Inflation, endettement et compétition technologique : la BRI alerte sur des « zones de tension » économiques majeures
Lecture rapide :
– BRI identifie quatre zones de tension
– Inflation, endettement, compétition technologique
– Risque de contagion pour la stabilité économique
La Banque des règlements internationaux (BRI) pointe dans son rapport annuel plusieurs zones de tension susceptibles d’affaiblir l’économie mondiale. L’institution met en avant l’inflation due notamment aux perturbations au Moyen-Orient et à la hausse des prix de l’énergie et de matières premières comme les plastiques, les engrais ou l’hélium utilisé pour les semi‑conducteurs.
La BRI identifie aussi une compétition technologique intense autour de l’intelligence artificielle, un fort appétit pour le risque sur les marchés financiers et des niveaux élevés d’endettement. Andrea Maechler, directrice adjointe de la BRI, prévient que si chacun de ces facteurs peut être absorbé isolément, leur combinaison augmente les risques financiers et menace la stabilité économique.
Inflation et pression sur la croissance économique : quels leviers pour les banques centrales
La BRI relie la remontée des prix à la géopolitique et à des hausses sectorielles de coûts qui pèsent sur la marge des entreprises. Une inflation persistante compliquerait la mission des banques centrales, qui risquent d’alourdir le service de la dette en relevant les taux.
Cette dynamique peut freiner la croissance économique si le coût du crédit augmente et que les entreprises ou Etats doivent consacrer une part plus importante de leurs revenus au remboursement de la dette.

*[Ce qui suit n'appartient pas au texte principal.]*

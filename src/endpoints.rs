//! The API endpoints URIs.
//!
//! For endpoints that take a parameter, e.g., '/users/:user_id', use [format_endpoint].

/// The root route which redirects to the book catalog or log in page.
pub const ROOT: &str = "/";
/// The base route for transactions which redirects to the book catalog.
pub const TRANSACTIONS_ROOT: &str = "/transactions";
/// The page listing every book and whether it is available.
pub const AVAILABILITY_VIEW: &str = "/transactions/availability";
/// The page listing the current user's transactions.
pub const MY_BOOKS_VIEW: &str = "/transactions/my-books";
/// The page listing the current user's transactions, newest first.
pub const MY_REPORTS_VIEW: &str = "/transactions/my-reports";
/// The admin page listing issue requests awaiting approval.
pub const PENDING_VIEW: &str = "/transactions/admin/pending";
/// The admin page listing books that users want to return.
pub const RETURNS_VIEW: &str = "/transactions/admin/returns";
/// The admin page for calculating the fine and confirming a return.
pub const RETURN_VIEW: &str = "/transactions/admin/return/{transaction_id}";
/// The admin page for adding a book to the catalog.
pub const NEW_BOOK_VIEW: &str = "/admin/books/new";
/// The route for getting the registration page.
pub const REGISTER_VIEW: &str = "/register";
/// The route for getting the log in page.
pub const LOG_IN_VIEW: &str = "/log_in";
/// The page to display when an internal server error occurs.
pub const INTERNAL_ERROR_VIEW: &str = "/error";
/// The route for static files.
pub const STATIC: &str = "/static";

/// The route for logging in a user.
pub const LOG_IN_API: &str = "/api/log_in";
/// The route for the client to log out the current user.
pub const LOG_OUT: &str = "/api/log_out";
/// The route to register users.
pub const USERS: &str = "/api/users";
/// The route to add books to the catalog.
pub const BOOKS_API: &str = "/api/books";
/// The route for requesting a book be issued.
pub const REQUEST_ISSUE: &str = "/api/transactions/request-issue";
/// The route for requesting to return an issued book.
pub const REQUEST_RETURN: &str = "/api/transactions/request-return";
/// The route for approving an issue request.
pub const APPROVE_ISSUE: &str = "/api/transactions/admin/approve";
/// The route for confirming a book has been returned.
pub const CONFIRM_RETURN: &str = "/api/transactions/admin/confirm-return";

/// Replace the parameter in `endpoint_path` with `id`.
///
/// A parameter is a string that starts with a left brace, followed by
/// lowercase letters or underscores, and ends with a right brace.
/// For example, in the endpoint path '/users/{user_id}', '{user_id}' is the parameter.
///
/// This function assumes that an endpoint path only contains ASCII characters
/// and a single parameter.
///
/// If no parameter is found in `endpoint_path`, the function returns the
/// the original `endpoint_path`.
pub fn format_endpoint(endpoint_path: &str, id: i64) -> String {
    let mut param_start = None;
    let mut param_end = None;

    for (i, c) in endpoint_path.chars().enumerate() {
        if c == '{' {
            param_start = Some(i);
        } else if param_start.is_some() && c == '}' {
            param_end = Some(i + 1);
            break;
        }
    }

    let param_start = match param_start {
        Some(start) => start,
        None => return endpoint_path.to_string(),
    };

    let param_end = param_end.unwrap_or(endpoint_path.len());

    format!(
        "{}{}{}",
        &endpoint_path[..param_start],
        id,
        &endpoint_path[param_end..]
    )
}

La BRI souligne que cet arbitrage est devenu plus délicat en contexte d’endettement élevé.
Compétition technologique : la course à l’IA et ses retombées sur les marchés financiers
La vague d’investissements dans l’intelligence artificielle a stimulé la croissance l’an passé, note la BRI, mais la rapidité et le mode de financement soulèvent des questions de soutenabilité. Les mouvements récents en Bourse illustrent la sensibilité des marchés financiers à ces flux massifs de capitaux.

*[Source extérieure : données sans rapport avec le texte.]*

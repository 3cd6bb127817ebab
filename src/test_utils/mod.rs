#![allow(missing_docs)]

pub(crate) mod db;
pub(crate) mod form;
pub(crate) mod html;
pub(crate) mod http;

pub(crate) use db::{get_test_connection, insert_test_book, insert_test_user};
pub(crate) use form::{
    assert_form_error_message, assert_form_input, assert_form_input_with_value,
    assert_form_submit_button, assert_form_submit_button_with_text, assert_hx_endpoint,
    must_get_form,
};
pub(crate) use html::{assert_valid_html, parse_html_document, parse_html_fragment};
pub(crate) use http::{assert_content_type, assert_hx_redirect, assert_status_ok};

La BRI alerte sur le rôle croissant d’acteurs non‑bancaires dans le financement de cette course technologique. Si un retournement de taux ou un changement d’humeur des investisseurs survenait, des chaînes de contagion pourraient s’enclencher, amplifiant les risques financiers.
Le rapport rappelle que la nature et le niveau d’endettement des financeurs de ces investissements déterminent la capacité du système à absorber un choc. Cette vulnérabilité est au cœur des recommandations de la BRI.
Endettement élevé et régulation des acteurs non-bancaires
La BRI appelle à un encadrement renforcé des acteurs non‑bancaires pour accroître leur résilience face aux chocs. Depuis la crise de 2008, la réglementation s’est surtout concentrée sur les banques ; la BRI propose désormais d’étendre la vigilance aux fonds et autres intermédiaires.
Cette approche vise à limiter les risques de transmission vers le reste du système financier et à préserver la stabilité économique. Une régulation adaptée doit permettre d’atténuer l’impact d’éventuelles corrections de marché sur la croissance économique.
La tension entre soutenir l’innovation technologique et contenir l’endettement reste centrale : la façon dont ces éléments sont gérés déterminera l’évolution des risques financiers à l’échelle globale.